Heumann’s question inspired Perspective, Joyce’s multidisciplinary work featuring 47 disabled interviewees, worldwide, whose impairments range from physical to visual to intellectual to auditory, and whose backgrounds span race, class, gender, religion, and sexuality—veterans, activists, academics, pageant models, and others. On Perspective, Joyce asks her disability community numerous questions: “What is weakness for you?” “What is access for you?” and other queries related to their disabilities.
“I wondered if rethinking ‘weakness’ might foster a broader understanding of the term, of related terms, and of terms central to disability culture,” says Joyce. “The aim was to highlight the diversity and plurality of the disability community and, hopefully, reframe collective perceptions about disability.” The composer recorded the disabled interviewees’ responses and underscored the audio with her voice and vintage toy organ. But unlike most albums, Perspective is more than an aural experience. In an effort to be all-inclusive, to highlight multisensory accessibility, the new piece is designed to be listened to alongside a series of open-caption videos.

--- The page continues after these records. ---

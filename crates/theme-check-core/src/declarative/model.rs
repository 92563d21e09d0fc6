//! Validated custom check definitions and the check they produce.

use regex::Regex;

use crate::check::{Check, HookContext};
use crate::node::{Node, Span};
use crate::types::{Category, Severity};

/// A custom check definition after validation.
///
/// The regex is compiled once at load time and shared by every instance.
#[derive(Debug, Clone)]
pub struct PatternCheckDef {
    name: String,
    category: Category,
    description: String,
    severity: Severity,
    message: String,
    pattern: Regex,
    node_types: Vec<String>,
}

impl PatternCheckDef {
    /// Creates a definition from already validated parts.
    #[must_use]
    pub fn new(
        name: String,
        category: Category,
        description: String,
        severity: Severity,
        message: String,
        pattern: Regex,
        node_types: Vec<String>,
    ) -> Self {
        Self {
            name,
            category,
            description,
            severity,
            message,
            pattern,
            node_types,
        }
    }

    /// Check name.
    #[must_use]
    pub fn name(&self) -> &str {
        &self.name
    }

    /// Check category.
    #[must_use]
    pub fn category(&self) -> Category {
        self.category
    }

    /// Default severity.
    #[must_use]
    pub fn severity(&self) -> Severity {
        self.severity
    }

    /// Node types scanned by the check.
    #[must_use]
    pub fn node_types(&self) -> &[String] {
        &self.node_types
    }
}

/// Reports one offense per regex match in the nodes of the listed types.
///
/// Text nodes are scanned in full; tags and variables only within the
/// markup of their opening delimiter, so a block's body is never scanned
/// twice.
#[derive(Debug, Clone)]
pub struct PatternCheck {
    def: PatternCheckDef,
}

impl PatternCheck {
    /// Creates a check from its definition.
    #[must_use]
    pub fn new(def: PatternCheckDef) -> Self {
        Self { def }
    }
}

impl Check for PatternCheck {
    fn name(&self) -> &str {
        &self.def.name
    }

    fn category(&self) -> Category {
        self.def.category
    }

    fn description(&self) -> &str {
        &self.def.description
    }

    fn default_severity(&self) -> Severity {
        self.def.severity
    }

    fn on_node(&mut self, node: &Node, cx: &mut HookContext<'_>) {
        if !self.def.node_types.iter().any(|t| t == node.type_name()) {
            return;
        }
        let scanned = if node.is_literal() {
            node.span()
        } else {
            node.markup_span()
        };
        let Some(text) = cx.source().get(scanned.start..scanned.end) else {
            return;
        };
        for found in self.def.pattern.find_iter(text) {
            let span = Span::new(scanned.start + found.start(), scanned.start + found.end());
            cx.add_offense_at(self.def.message.clone(), span);
        }
    }
}

#[cfg(test)]
mod tests {
    use super::*;
    use crate::check::Checks;
    use crate::theme::Template;
    use crate::visitor::Visitor;
    use std::path::PathBuf;

    fn def(pattern: &str, node_types: &[&str]) -> PatternCheckDef {
        PatternCheckDef::new(
            "NoTodo".into(),
            Category::Liquid,
            String::new(),
            Severity::Style,
            "Remove TODO".into(),
            Regex::new(pattern).unwrap(),
            node_types.iter().map(ToString::to_string).collect(),
        )
    }

    fn run(def: PatternCheckDef, source: &str) -> Vec<(usize, usize)> {
        let mut checks = Checks::new(vec![Box::new(PatternCheck::new(def))]);
        let template = Template::new(
            PathBuf::from("t.liquid"),
            PathBuf::from("t.liquid"),
            source.into(),
        );
        Visitor::new(&mut checks).visit_template(&template);
        checks
            .offenses()
            .map(|o| (o.location.start, o.location.end))
            .collect()
    }

    #[test]
    fn reports_each_match_in_text() {
        assert_eq!(
            run(def("TODO", &["text"]), "TODO a {{ x }} TODO"),
            vec![(0, 4), (15, 19)]
        );
    }

    #[test]
    fn scans_only_opening_markup_of_tags() {
        let found = run(def("TODO", &["if"]), "{% if TODO %}TODO{% endif %}");
        assert_eq!(found, vec![(6, 10)]);
    }

    #[test]
    fn ignores_unlisted_types() {
        assert!(run(def("x", &["variable"]), "x x x").is_empty());
    }
}
//! Init command implementation.

use anyhow::{bail, Context, Result};
use std::path::Path;
use theme_check_core::SETTINGS_FILE_NAME;

const DEFAULT_CONFIG: &str = r"# theme-check settings
# Every check is enabled by default; entries here override the built-in
# defaults key by key.

# Directory of the theme, relative to this file
# root: dist

# Files of custom checks to load
# require:
#   - checks/no_todo.yml

# Glob patterns of files to skip
ignore:
  - node_modules/**

TemplateLength:
  enabled: true
  max_length: 200

# SpaceInsideBraces:
#   severity: suggestion

# UnknownFilter:
#   ignore_filters: [my_app_filter]

# MatchingTranslations:
#   enabled: false
";

/// Runs the init command.
pub fn run(dir: &Path, force: bool) -> Result<()> {
    let config_path = dir.join(SETTINGS_FILE_NAME);

    if config_path.exists() && !force {
        bail!(
            "Settings file already exists at {}. Use --force to overwrite.",
            config_path.display()
        );
    }

    std::fs::write(&config_path, DEFAULT_CONFIG)
        .with_context(|| format!("Failed to write {}", config_path.display()))?;

    println!("Created {}", config_path.display());
    println!("\nNext steps:");
    println!("  1. Edit {SETTINGS_FILE_NAME} to configure checks");
    println!("  2. Run: theme-check check");

    Ok(())
}
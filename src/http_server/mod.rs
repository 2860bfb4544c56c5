//! # HTTP Server Module
//!
//! Axum server for the user roster API.
//!
//! # Endpoints
//!
//! - `/health` - Health check
//! - `/api/v1/users` - User CRUD operations

pub mod server;
pub mod user_routes;

pub use server::HttpServer;
pub use user_routes::{user_routes, UserState};
//! rosterd - a user roster CRUD service over HTTP, backed by PostgreSQL

pub mod cli;
pub mod config;
pub mod http_server;
pub mod models;
pub mod repository;
pub mod usecase;
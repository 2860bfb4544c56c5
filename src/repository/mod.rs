//! # User Repository
//!
//! Storage abstraction over the `users` table. `PgUserRepository` is the
//! production backend; `InMemoryUserRepository` backs the test suite with
//! the same row-count semantics.

pub mod memory;
pub mod postgres;

use async_trait::async_trait;
use uuid::Uuid;

use crate::models::{User, UserDraft, UserError};

pub use memory::InMemoryUserRepository;
pub use postgres::PgUserRepository;

/// Capability set required of a user storage backend
#[async_trait]
pub trait UserRepository: Send + Sync {
    /// Fetch every row; an empty table is reported as `NotFound`
    async fn get_all(&self) -> Result<Vec<User>, UserError>;

    /// Single-row lookup by identifier; zero rows is `NotFound`
    async fn get_by_id(&self, id: Uuid) -> Result<User, UserError>;

    /// Insert one row with a server-assigned id and timestamp
    async fn create(&self, draft: UserDraft) -> Result<Uuid, UserError>;

    /// Update name, email, and age in place; id and created are untouched
    async fn update(&self, id: Uuid, draft: UserDraft) -> Result<User, UserError>;

    /// Remove one row; anything but exactly one affected row is `Internal`
    async fn delete(&self, id: Uuid) -> Result<(), UserError>;
}
//! User entity and input DTO
//!
//! `UserDraft` is the wire-format input shape for create/update; `User` is
//! the stored record with the server-assigned identifier and creation
//! timestamp. The draft carries its own validation: required-field rules
//! first, then the email pattern.

use chrono::{DateTime, Utc};
use once_cell::sync::Lazy;
use regex::{Regex, RegexBuilder};
use serde::{Deserialize, Serialize};
use uuid::Uuid;

use super::errors::UserError;

// ASCII-only \w: addresses are plain [0-9A-Za-z_] labels on the wire
static EMAIL_PATTERN: Lazy<Regex> = Lazy::new(|| {
    RegexBuilder::new(r"^[\w\-.]+@([\w\-]+\.)+[\w\-]{2,4}$")
        .unicode(false)
        .build()
        .expect("email pattern")
});

/// Input shape for create and update requests
///
/// Lacks identifier and timestamp; those are server-assigned.
#[derive(Debug, Clone, Serialize, Deserialize)]
pub struct UserDraft {
    #[serde(rename = "Firstname")]
    pub firstname: String,

    #[serde(rename = "Lastname")]
    pub lastname: String,

    #[serde(rename = "Email")]
    pub email: String,

    #[serde(rename = "Age")]
    pub age: u32,
}

impl UserDraft {
    /// Validate required fields, then the email pattern
    ///
    /// Both checks run independently of the repository layer; a draft that
    /// fails here never reaches persistence.
    pub fn validate(&self) -> Result<(), UserError> {
        if self.firstname.trim().is_empty() {
            return Err(UserError::MissingField("Firstname"));
        }
        if self.lastname.trim().is_empty() {
            return Err(UserError::MissingField("Lastname"));
        }
        if self.email.trim().is_empty() {
            return Err(UserError::MissingField("Email"));
        }
        if !EMAIL_PATTERN.is_match(&self.email) {
            return Err(UserError::InvalidEmail);
        }
        // The age column is a signed 32-bit INTEGER
        if self.age > i32::MAX as u32 {
            return Err(UserError::BadParam);
        }
        Ok(())
    }
}

/// Stored user record
///
/// `id` is immutable and unique; `created` is set exactly once, at insert,
/// and never updated afterwards.
#[derive(Debug, Clone, PartialEq, Serialize, Deserialize)]
pub struct User {
    #[serde(rename = "ID")]
    pub id: Uuid,

    #[serde(rename = "Firstname")]
    pub firstname: String,

    #[serde(rename = "Lastname")]
    pub lastname: String,

    #[serde(rename = "Email")]
    pub email: String,

    #[serde(rename = "Age")]
    pub age: u32,

    #[serde(rename = "Created")]
    pub created: DateTime<Utc>,
}

impl User {
    /// Promote a draft into a full entity, assigning id and timestamp
    pub fn from_draft(draft: UserDraft) -> Self {
        Self {
            id: Uuid::new_v4(),
            firstname: draft.firstname,
            lastname: draft.lastname,
            email: draft.email,
            age: draft.age,
            created: Utc::now(),
        }
    }
}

Before Perspective, Joyce’s work explored her relationship with disability, though she’d been longing to widen her focus, to engage her community. “For a long time, I wondered how to authentically highlight voices and viewpoints of the disability community, an incredibly diverse yet unified identity, and experience,” says Molly Joyce. “I hope Perspective offers singular insights into these outlooks by valuing the disabled experience as one all can learn from and engage with.”